Octavio Paz retratado por Jonn Leffmann. |
Son, ya digo, palabras de 1973. ¿Qué vigencia tienen hoy, cuando la obra de Duchamp tal vez haya perdido buena parte del carácter rompedor, “tocapelotas”, que un día tuvo —aunque haya dejado una estela de imitaciones a cuál más osada hasta llegar al literal empaquetado de “mierda de artista”— y cuando la “tirada” de Mallarmé acaso ya ha sido dilapidada en los casinos de la poesía sin más riesgo que el de la comprensión o el baile frenético? No es fácil responder a ninguna pregunta sobre la actualidad de una obra que, con toda su no agotada fuerza, parece de otro tiempo. De una era en la que aún parecía posible unir mundos y recomponer fragmentos, y la capacidad de atención permitía mantener un criterio sostenido por un impulso duradero de lucidez. No es simple nostalgia de otro mundo.

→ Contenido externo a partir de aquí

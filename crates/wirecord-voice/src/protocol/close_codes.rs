//! Voice websocket close codes

use wirecord_session::CloseAction;

/// Close codes sent by the voice server
#[derive(Debug, Clone, Copy, PartialEq, Eq, Hash)]
#[repr(u16)]
pub enum VoiceCloseCode {
    /// Normal closure
    Normal = 1000,
    /// Connection dropped without a close frame
    Abnormal = 1006,
    /// Invalid opcode sent
    UnknownOpcode = 4001,
    /// Invalid payload sent
    FailedToDecode = 4002,
    /// Sent payload before Identify
    NotAuthenticated = 4003,
    /// Incorrect token in Identify
    AuthenticationFailed = 4004,
    /// Sent Identify twice
    AlreadyAuthenticated = 4005,
    /// Session is no longer valid
    SessionNoLongerValid = 4006,
    /// Session has timed out
    SessionTimeout = 4009,
    /// Voice server could not be found
    ServerNotFound = 4011,
    /// Unrecognized media protocol
    UnknownProtocol = 4012,
    /// Kicked, or the channel was deleted
    Disconnected = 4014,
    /// Voice server crashed; safe to resume
    VoiceServerCrashed = 4015,
    /// Unrecognized encryption mode
    UnknownEncryptionMode = 4016,
    /// Malformed request
    BadRequest = 4020,
    /// Rate limited
    RateLimited = 4021,
    /// Call terminated by the server
    CallTerminated = 4022,
}

impl VoiceCloseCode {
    #[must_use]
    pub fn from_u16(value: u16) -> Option<Self> {
        match value {
            1000 => Some(Self::Normal),
            1006 => Some(Self::Abnormal),
            4001 => Some(Self::UnknownOpcode),
            4002 => Some(Self::FailedToDecode),
            4003 => Some(Self::NotAuthenticated),
            4004 => Some(Self::AuthenticationFailed),
            4005 => Some(Self::AlreadyAuthenticated),
            4006 => Some(Self::SessionNoLongerValid),
            4009 => Some(Self::SessionTimeout),
            4011 => Some(Self::ServerNotFound),
            4012 => Some(Self::UnknownProtocol),
            4014 => Some(Self::Disconnected),
            4015 => Some(Self::VoiceServerCrashed),
            4016 => Some(Self::UnknownEncryptionMode),
            4020 => Some(Self::BadRequest),
            4021 => Some(Self::RateLimited),
            4022 => Some(Self::CallTerminated),
            _ => None,
        }
    }

    #[must_use]
    pub const fn as_u16(self) -> u16 {
        self as u16
    }

    /// Recovery action for this code
    #[must_use]
    pub const fn action(self) -> CloseAction {
        match self {
            Self::Normal => CloseAction::Ignore,
            Self::Abnormal | Self::SessionTimeout | Self::VoiceServerCrashed => CloseAction::Resume,
            _ => CloseAction::Terminate,
        }
    }

    /// Every code with the given recovery action
    pub fn with_action(action: CloseAction) -> Vec<u16> {
        Self::ALL
            .iter()
            .filter(|code| code.action() == action)
            .map(|code| code.as_u16())
            .collect()
    }

    const ALL: [Self; 17] = [
        Self::Normal,
        Self::Abnormal,
        Self::UnknownOpcode,
        Self::FailedToDecode,
        Self::NotAuthenticated,
        Self::AuthenticationFailed,
        Self::AlreadyAuthenticated,
        Self::SessionNoLongerValid,
        Self::SessionTimeout,
        Self::ServerNotFound,
        Self::UnknownProtocol,
        Self::Disconnected,
        Self::VoiceServerCrashed,
        Self::UnknownEncryptionMode,
        Self::BadRequest,
        Self::RateLimited,
        Self::CallTerminated,
    ];
}

impl std::fmt::Display for VoiceCloseCode {
    fn fmt(&self, f: &mut std::fmt::Formatter<'_>) -> std::fmt::Result {
        write!(f, "{:?} ({})", self, self.as_u16())
    }
}
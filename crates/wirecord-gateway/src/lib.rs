//! # wirecord-gateway
//!
//! Gateway client session for a real-time chat platform: the wire protocol,
//! handshake, heartbeat, resume and reconnect, the dispatch handlers that
//! keep the guild cache current, voice joins, and the REST collaborator.

pub mod error;
pub mod events;
mod handlers;
pub mod protocol;
pub mod rest;
pub mod session;
pub mod voice_join;

#[cfg(test)]
mod test_support;

pub use error::GatewayError;
pub use events::GatewayEventType;
pub use protocol::{CloseCode, GatewayMessage, OpCode};
pub use rest::{GatewayBot, HttpRestClient, RestClient, RestError};
pub use session::{ContinuationFn, GatewaySession, SessionIdentity, SessionPhase};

Es tal vez la constatación de que es este otro mundo el que, cada vez de modo más palmario, se nos vuelve intransitable.
Por lo demás, sirva el texto de Paz para subrayar otro aspecto de su poliédrica personalidad creativa: es uno de los autores no especializados que con mayor profundidad y amplitud de miras intelectuales ha contemplado y reflexionados sobre la pintura y las artes del cada vez más remoto sigo XX.